Background: Dopamine system dysfunction and altered glucose metabolism are implicated in Huntington's disease (HD), a neurological disease caused by mutant huntingtin (mHTT) expression. Objective: The aim was to characterize alterations in cerebral dopamine D₂/D₃ receptor density and glucose utilization in a newly developed AAV-mediated NHP model of HD that expresses mHTT throughout numerous brain regions. Methods: Positron emission tomography (PET) imaging was performed using [¹⁸F]fallypride to quantify D₂/D₃ receptor density and 2-[¹⁸F]fluoro-2-deoxy-d-glucose ([¹⁸F]FDG) to measure cerebral glucose utilization in these HD macaques.

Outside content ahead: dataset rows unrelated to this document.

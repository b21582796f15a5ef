//! Error types for report documents.

use thiserror::Error;

/// Errors raised when constructing or reading a report document.
#[derive(Debug, Clone, PartialEq, Eq, Error)]
pub enum DocumentError {
    #[error("Report document must be a JSON object, got {found}")]
    NotAnObject { found: &'static str },

    #[error("Section '{section}' does not match its expected shape: {reason}")]
    SectionShape { section: String, reason: String },
}

/// Errors raised by the merge engine.
///
/// The merge itself is total; this covers results that cannot be a document.
#[derive(Debug, Clone, PartialEq, Eq, Error)]
pub enum MergeError {
    #[error("Merged report is not a JSON object (got {found})")]
    NonObjectRoot { found: &'static str },
}

/// Name of a JSON value's type, for error messages.
pub(crate) fn json_type_name(value: &serde_json::Value) -> &'static str {
    use serde_json::Value;
    match value {
        Value::Null => "null",
        Value::Bool(_) => "boolean",
        Value::Number(n) if n.is_i64() || n.is_u64() => "integer",
        Value::Number(_) => "number",
        Value::String(_) => "string",
        Value::Array(_) => "array",
        Value::Object(_) => "object",
    }
}
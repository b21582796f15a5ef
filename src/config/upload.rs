//! Upload constraints

use serde::Deserialize;

use super::error::ValidationError;

#[derive(Debug, Clone, Deserialize)]
pub struct UploadConfig {
    /// Largest accepted file, in bytes
    #[serde(default = "default_max_bytes")]
    pub max_bytes: usize,

    #[serde(default = "default_content_type")]
    pub accepted_content_type: String,
}

impl UploadConfig {
    /// Whole megabytes, for user-facing messages.
    pub fn max_megabytes(&self) -> usize {
        self.max_bytes / (1024 * 1024)
    }

    pub fn validate(&self) -> Result<(), ValidationError> {
        if self.max_bytes == 0 {
            return Err(ValidationError::InvalidUploadLimit);
        }
        if self.accepted_content_type.trim().is_empty() {
            return Err(ValidationError::MissingRequired("UPLOAD__ACCEPTED_CONTENT_TYPE"));
        }
        Ok(())
    }
}

impl Default for UploadConfig {
    fn default() -> Self {
        Self {
            max_bytes: default_max_bytes(),
            accepted_content_type: default_content_type(),
        }
    }
}

fn default_max_bytes() -> usize {
    10 * 1024 * 1024
}

fn default_content_type() -> String {
    "application/pdf".to_string()
}
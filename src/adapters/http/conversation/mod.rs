//! HTTP adapter for session-based conversations.

mod dto;
mod handlers;
mod routes;

pub use dto::{MessageView, SessionView, TurnResponse};
pub use routes::conversation_routes;
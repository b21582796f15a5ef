//! Error types for the domain layer.

use thiserror::Error;

/// Errors that occur during value object construction or state changes.
#[derive(Debug, Clone, PartialEq, Eq, Error)]
pub enum ValidationError {
    #[error("Field '{field}' cannot be empty")]
    EmptyField { field: String },

    #[error("Field '{field}' exceeds {max} characters")]
    TooLong { field: String, max: usize },

    #[error("Field '{field}' has invalid format: {reason}")]
    InvalidFormat { field: String, reason: String },

    #[error("Cannot transition from {from} to {to}")]
    InvalidTransition { from: String, to: String },
}

impl ValidationError {
    /// Creates an empty field validation error.
    pub fn empty_field(field: impl Into<String>) -> Self {
        ValidationError::EmptyField {
            field: field.into(),
        }
    }

    /// Creates a too long validation error.
    pub fn too_long(field: impl Into<String>, max: usize) -> Self {
        ValidationError::TooLong {
            field: field.into(),
            max,
        }
    }

    /// Creates an invalid format validation error.
    pub fn invalid_format(field: impl Into<String>, reason: impl Into<String>) -> Self {
        ValidationError::InvalidFormat {
            field: field.into(),
            reason: reason.into(),
        }
    }

    /// Creates an invalid transition error from two debug-printable states.
    pub fn invalid_transition(from: impl std::fmt::Debug, to: impl std::fmt::Debug) -> Self {
        ValidationError::InvalidTransition {
            from: format!("{:?}", from),
            to: format!("{:?}", to),
        }
    }
}
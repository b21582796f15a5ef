//! Ports - Interfaces for external dependencies.
//!
//! Following hexagonal architecture, ports define the contracts between
//! the domain and the outside world. Adapters implement these ports.
//!
//! ## AI
//!
//! - `AIProvider` - chat completions with function calling
//! - `ReportGenerator` - schema-constrained generation over a report
//! - `ReportSchemaValidator` - report schema validation
//!
//! ## Collaborators
//!
//! - `DocumentStore` - keyed in-process report storage
//! - `ReportSource` - report fetch from the ingestion backend
//! - `UploadService` - file upload to the ingestion backend
//! - `EscalationService` - retrieval-augmented answers
//! - `ConversationRegistry` - live chat sessions

mod ai_provider;
mod collaborator;
mod conversation_registry;
mod document_store;
mod escalation_service;
mod report_generator;
mod report_source;
mod schema_validator;
mod upload_service;

pub use ai_provider::{
    AIError, AIProvider, CompletionRequest, CompletionResponse, FinishReason, FunctionCall,
    FunctionDefinition, Message, MessageRole, RequestMetadata, TokenUsage,
};
pub use collaborator::CollaboratorError;
pub use conversation_registry::{ConversationRegistry, SessionHandle};
pub use document_store::DocumentStore;
pub use escalation_service::EscalationService;
pub use report_generator::{GeneratorError, ReportGenerator};
pub use report_source::{ReportAvailability, ReportSource};
pub use schema_validator::{ReportSchemaValidator, SchemaValidationError};
pub use upload_service::{UploadReceipt, UploadService, UploadedFile};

Results: Compared to controls, HD macaques showed significantly reduced dopamine D₂/D₃ receptor densities in basal ganglia (P < 0.05). In addition, HD macaques displayed significant glucose hypometabolism throughout the cortico-basal ganglia network (P < 0.05). Conclusions: [¹⁸F]Fallypride and [¹⁸F]FDG are PET imaging biomarkers of mHTT-mediated disease progression that can be used as noninvasive outcome measures in future therapeutic studies with this AAV-mediated HD macaque model.